Тут она расплакалась и задернула все занавески в своей клетке. Пенелопа подошла поближе, чтобы поговорить с ней.
— Дульчибелла, дорогая, — сказала она, — мы знаем, какого ты высокого мнения о Попугае. Мы — тоже, и мы не стали бы просить его ехать с нами, если бы можно было обойтись без него, пойми. Но я обещаю, если ты его отпустишь, проследить, чтобы он не рисковал сам, а предоставил более опасную работу моим кузенам и мне.
— Ну, если так… — Дульчибелла приподняла край занавески и вытерла им глаза. — Если ты обещаешь присматривать за ним…

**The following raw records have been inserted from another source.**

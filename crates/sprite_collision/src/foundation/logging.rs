//! Logging utilities and structured logging support

pub use log::{debug, info, warn, error, trace};

/// Initialize logging at `level`, letting `RUST_LOG` override it when set
///
/// Later calls are ignored once a logger is installed.
pub fn init_with_level(level: log::LevelFilter) {
    let _ = env_logger::Builder::new()
        .filter_level(level)
        .parse_default_env()
        .try_init();
}
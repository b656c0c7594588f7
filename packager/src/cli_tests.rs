//! Tests for xcpack CLI parsing and default behaviours.

use super::*;
use clap::CommandFactory;
use rstest::rstest;

const VERSION_VARS: [(&str, Option<&str>); 3] = [
    ("XCPACK_PREBUILT_VERSION", None),
    ("XCPACK_SOURCE_TAG", None),
    ("XCPACK_RELEASE_TAG", None),
];

fn parse(args: &[&str]) -> Cli {
    temp_env::with_vars(VERSION_VARS, || Cli::parse_from(args))
}

#[test]
fn cli_definition_is_consistent() {
    Cli::command().debug_assert();
}

#[test]
fn cli_parses_global_defaults() {
    let cli = parse(&["xcpack", "verify"]);
    assert_eq!(cli.config, Utf8PathBuf::from("xcpack.toml"));
    assert_eq!(cli.work_dir, Utf8PathBuf::from(".xcpack/work"));
    assert_eq!(cli.output_dir, Utf8PathBuf::from("dist"));
    assert_eq!(cli.verbosity, 0);
    assert!(!cli.quiet);
}

#[test]
fn cli_accepts_globals_after_subcommand() {
    let cli = parse(&["xcpack", "package", "--config", "ci.toml", "-o", "/tmp/out"]);
    assert_eq!(cli.config, Utf8PathBuf::from("ci.toml"));
    assert_eq!(cli.output_dir, Utf8PathBuf::from("/tmp/out"));
    assert!(matches!(cli.command, Command::Package(_)));
}

#[test]
fn cli_parses_run_with_dry_run() {
    let cli = parse(&["xcpack", "run", "--dry-run", "--manifest-dir", "swift"]);
    match cli.command {
        Command::Run(args) => {
            assert!(args.dry_run);
            assert_eq!(args.manifest_dir, Utf8PathBuf::from("swift"));
            assert_eq!(args.versions, VersionArgs::default());
        }
        other => panic!("expected Run command, got {other:?}"),
    }
}

#[test]
fn cli_parses_inspect_with_json() {
    let cli = parse(&["xcpack", "inspect", "libAlpha.a", "--json"]);
    match cli.command {
        Command::Inspect(args) => {
            assert!(args.json);
            assert_eq!(args.file, Utf8PathBuf::from("libAlpha.a"));
        }
        other => panic!("expected Inspect command, got {other:?}"),
    }
}

#[test]
fn cli_requires_subcommand() {
    assert!(Cli::try_parse_from(["xcpack"]).is_err());
}

#[test]
fn verbose_and_quiet_conflict() {
    assert!(Cli::try_parse_from(["xcpack", "-v", "-q", "verify"]).is_err());
}

#[rstest]
#[case::default(&["xcpack", "verify"], None)]
#[case::verbose(&["xcpack", "-v", "verify"], Some("debug"))]
#[case::very_verbose(&["xcpack", "verify", "-vv"], Some("trace"))]
#[case::quiet(&["xcpack", "-q", "verify"], Some("warn"))]
fn log_filter_follows_flags(#[case] args: &[&str], #[case] expected: Option<&str>) {
    assert_eq!(parse(args).log_filter(), expected);
}

#[test]
fn version_overrides_come_from_environment() {
    let cli = temp_env::with_vars(
        [
            ("XCPACK_PREBUILT_VERSION", Some("11.2.0")),
            ("XCPACK_SOURCE_TAG", Some("v2.1.0")),
            ("XCPACK_RELEASE_TAG", Some("11.2.0-1")),
        ],
        || Cli::parse_from(["xcpack", "package"]),
    );
    let Command::Package(args) = cli.command else {
        panic!("expected Package command");
    };
    assert_eq!(
        args.versions.overrides(),
        VersionOverrides {
            prebuilt_version: Some("11.2.0".to_owned()),
            source_tag: Some("v2.1.0".to_owned()),
            release_tag: Some("11.2.0-1".to_owned()),
        }
    );
}

#[test]
fn command_line_beats_environment() {
    let cli = temp_env::with_var("XCPACK_RELEASE_TAG", Some("from-env"), || {
        Cli::parse_from(["xcpack", "manifest", "--release-tag", "from-cli"])
    });
    let Command::Manifest(args) = cli.command else {
        panic!("expected Manifest command");
    };
    assert_eq!(args.overrides().release_tag.as_deref(), Some("from-cli"));
    assert_eq!(args.overrides().source_tag, None);
}
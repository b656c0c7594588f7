//! Error types for the xcpack packager.
//!
//! Each stage of the pipeline has its own error enum in the module that
//! owns it; [`PackagerError`] gathers them so the binary can report any
//! fatal failure with a single `error: ...` line and exit status 1.
//! Recoverable conditions (missing optional headers, resource bundles,
//! optional artefacts and checksums) never reach this type: they are
//! logged as warnings where they occur.

use crate::checksum::ChecksumError;
use crate::config::ConfigError;
use crate::fetch::download::DownloadError;
use crate::fetch::extraction::ExtractionError;
use crate::manifest::ManifestError;
use std::path::PathBuf;
use thiserror::Error;
use xcpack_common::{CommandError, DigestError};
use xcpack_fatbin::{Architecture, ArchiveError, UniversalError};

/// Errors that abort a packaging run.
#[derive(Debug, Error)]
pub enum PackagerError {
    /// The configuration file is missing, unparsable, or inconsistent.
    #[error(transparent)]
    Config(#[from] ConfigError),

    /// The prebuilt archive could not be retrieved.
    #[error(transparent)]
    Download(#[from] DownloadError),

    /// The prebuilt archive could not be unpacked.
    #[error(transparent)]
    Extraction(#[from] ExtractionError),

    /// An external tool failed, timed out, or could not be started.
    #[error(transparent)]
    Command(#[from] CommandError),

    /// A file digest could not be computed.
    #[error(transparent)]
    Digest(#[from] DigestError),

    /// The checksum record could not be read or written.
    #[error(transparent)]
    Checksum(#[from] ChecksumError),

    /// The product graph is invalid or the manifest could not be written.
    #[error(transparent)]
    Manifest(#[from] ManifestError),

    /// Another run already owns the working directory.
    #[error(
        "working directory {} is locked by another xcpack run (lock file {})",
        path.display(),
        lock.display()
    )]
    WorkDirLocked {
        /// The working directory.
        path: PathBuf,
        /// The advisory lock file.
        lock: PathBuf,
    },

    /// The source checkout at the requested tag failed.
    #[error("failed to check out {repository} at tag {tag}: {source}")]
    SourceCheckout {
        /// Repository URL.
        repository: String,
        /// Requested tag.
        tag: String,
        /// The underlying git failure.
        #[source]
        source: Box<CommandError>,
    },

    /// The build tool failed for one architecture.
    #[error("{architecture} build failed: {source}")]
    Build {
        /// The architecture being built.
        architecture: Architecture,
        /// The underlying command failure.
        #[source]
        source: CommandError,
    },

    /// The build tool succeeded but produced no release directory.
    #[error("{architecture} build produced no release directory at {}", path.display())]
    MissingReleaseDir {
        /// The architecture being built.
        architecture: Architecture,
        /// Where the release directory was expected.
        path: PathBuf,
    },

    /// A build thread panicked.
    #[error("{architecture} build thread panicked")]
    BuildPanicked {
        /// The architecture being built.
        architecture: Architecture,
    },

    /// A required artefact has no objects for one architecture.
    #[error("artefact {artefact} has no {architecture} objects for module {module}")]
    MissingBuildOutput {
        /// The artefact being assembled.
        artefact: String,
        /// The architecture lacking output.
        architecture: Architecture,
        /// The module whose objects are missing.
        module: String,
    },

    /// Two header sources provide a header with the same file name.
    #[error(
        "header {file_name} is provided by both {} and {}; \
         set assembly.header_collisions = \"overwrite\" to keep the last one",
        first.display(),
        second.display()
    )]
    HeaderCollision {
        /// The colliding file name.
        file_name: String,
        /// The header copied first.
        first: PathBuf,
        /// The header that would replace it.
        second: PathBuf,
    },

    /// Writing a per-architecture static library failed.
    #[error("failed to archive {architecture} objects for {artefact}: {source}")]
    Archive {
        /// The artefact being assembled.
        artefact: String,
        /// The architecture of the archive.
        architecture: Architecture,
        /// The codec failure.
        #[source]
        source: ArchiveError,
    },

    /// Fusing per-architecture libraries failed.
    #[error("failed to build universal binary for {artefact}: {source}")]
    Universal {
        /// The artefact being assembled.
        artefact: String,
        /// The codec failure.
        #[source]
        source: UniversalError,
    },

    /// A prebuilt bundle named in the include list is absent.
    #[error("prebuilt archive has no {name}.xcframework")]
    PrebuiltNotFound {
        /// The missing bundle name.
        name: String,
    },

    /// An artefact or bundle name is not usable as a file name.
    #[error("invalid artefact name \"{name}\": {reason}")]
    InvalidName {
        /// The rejected name.
        name: String,
        /// Why it was rejected.
        reason: &'static str,
    },

    /// Nothing was assembled, so there is nothing to package.
    #[error("no bundles were assembled; check the [prebuilt] and [[artefacts]] configuration")]
    NothingToPackage,

    /// Writing a zip archive failed.
    #[error("failed to write zip archive {}: {reason}", path.display())]
    Zip {
        /// The archive being written.
        path: PathBuf,
        /// Description of the failure.
        reason: String,
    },

    /// Packaged archives do not match the checksum record.
    #[error("{count} packaged archive(s) failed verification")]
    VerificationFailed {
        /// Number of mismatched or missing archives.
        count: usize,
    },

    /// The input given to `inspect` is neither an archive nor a universal binary.
    #[error("{} is neither a static archive nor a universal binary", path.display())]
    UnrecognisedBinary {
        /// The inspected file.
        path: PathBuf,
    },

    /// The input given to `inspect` is recognised but corrupt.
    #[error("{} is malformed: {reason}", path.display())]
    Malformed {
        /// The inspected file.
        path: PathBuf,
        /// The codec's description of the problem.
        reason: String,
    },

    /// JSON output could not be produced.
    #[error("failed to serialise JSON output: {0}")]
    Json(#[from] serde_json::Error),

    /// A filesystem operation failed.
    #[error("I/O error on {}: {source}", path.display())]
    Io {
        /// The path being accessed.
        path: PathBuf,
        /// The underlying I/O error.
        #[source]
        source: std::io::Error,
    },
}

impl PackagerError {
    /// Attach `path` to an I/O error.
    pub(crate) fn io(path: impl Into<PathBuf>) -> impl FnOnce(std::io::Error) -> Self {
        let path = path.into();
        move |source| Self::Io { path, source }
    }
}

/// Result type for packager operations.
pub type Result<T> = std::result::Result<T, PackagerError>;

#[cfg(test)]
mod tests {
    use super::*;

    #[test]
    fn header_collision_names_both_sources() {
        let err = PackagerError::HeaderCollision {
            file_name: "Common.h".to_owned(),
            first: PathBuf::from("Alpha/Public/Common.h"),
            second: PathBuf::from("Beta/Public/Common.h"),
        };
        let msg = err.to_string();
        assert!(msg.contains("Alpha/Public/Common.h"));
        assert!(msg.contains("Beta/Public/Common.h"));
        assert!(msg.contains("overwrite"));
    }

    #[test]
    fn missing_build_output_names_architecture_and_module() {
        let err = PackagerError::MissingBuildOutput {
            artefact: "Alpha".to_owned(),
            architecture: Architecture::X86_64,
            module: "AlphaCore".to_owned(),
        };
        assert_eq!(
            err.to_string(),
            "artefact Alpha has no x86_64 objects for module AlphaCore"
        );
    }

    #[test]
    fn io_helper_attaches_path() {
        let err = PackagerError::io("/tmp/missing")(std::io::Error::from(
            std::io::ErrorKind::NotFound,
        ));
        assert!(err.to_string().contains("/tmp/missing"));
    }
}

— Обещаю, — повторила Пенелопа.
— А теперь, если вы окончили свои женские разговоры, — от смущения громко объявил Попугай, — может быть, продолжим обсуждение похода?
— Я думаю, — сказал Саймон, производивший какие-то расчеты на клочке бумаги, — я думаю, что, если Ха-Ха обеспечит нам завтра на рассвете ветер в четыре узла, мы в случае удачи достигнем Оборотневого острова к трем тридцати дня. А это означает, что мы соберем руту и, проплыв всю ночь, вернемся сюда послезавтра на рассвете.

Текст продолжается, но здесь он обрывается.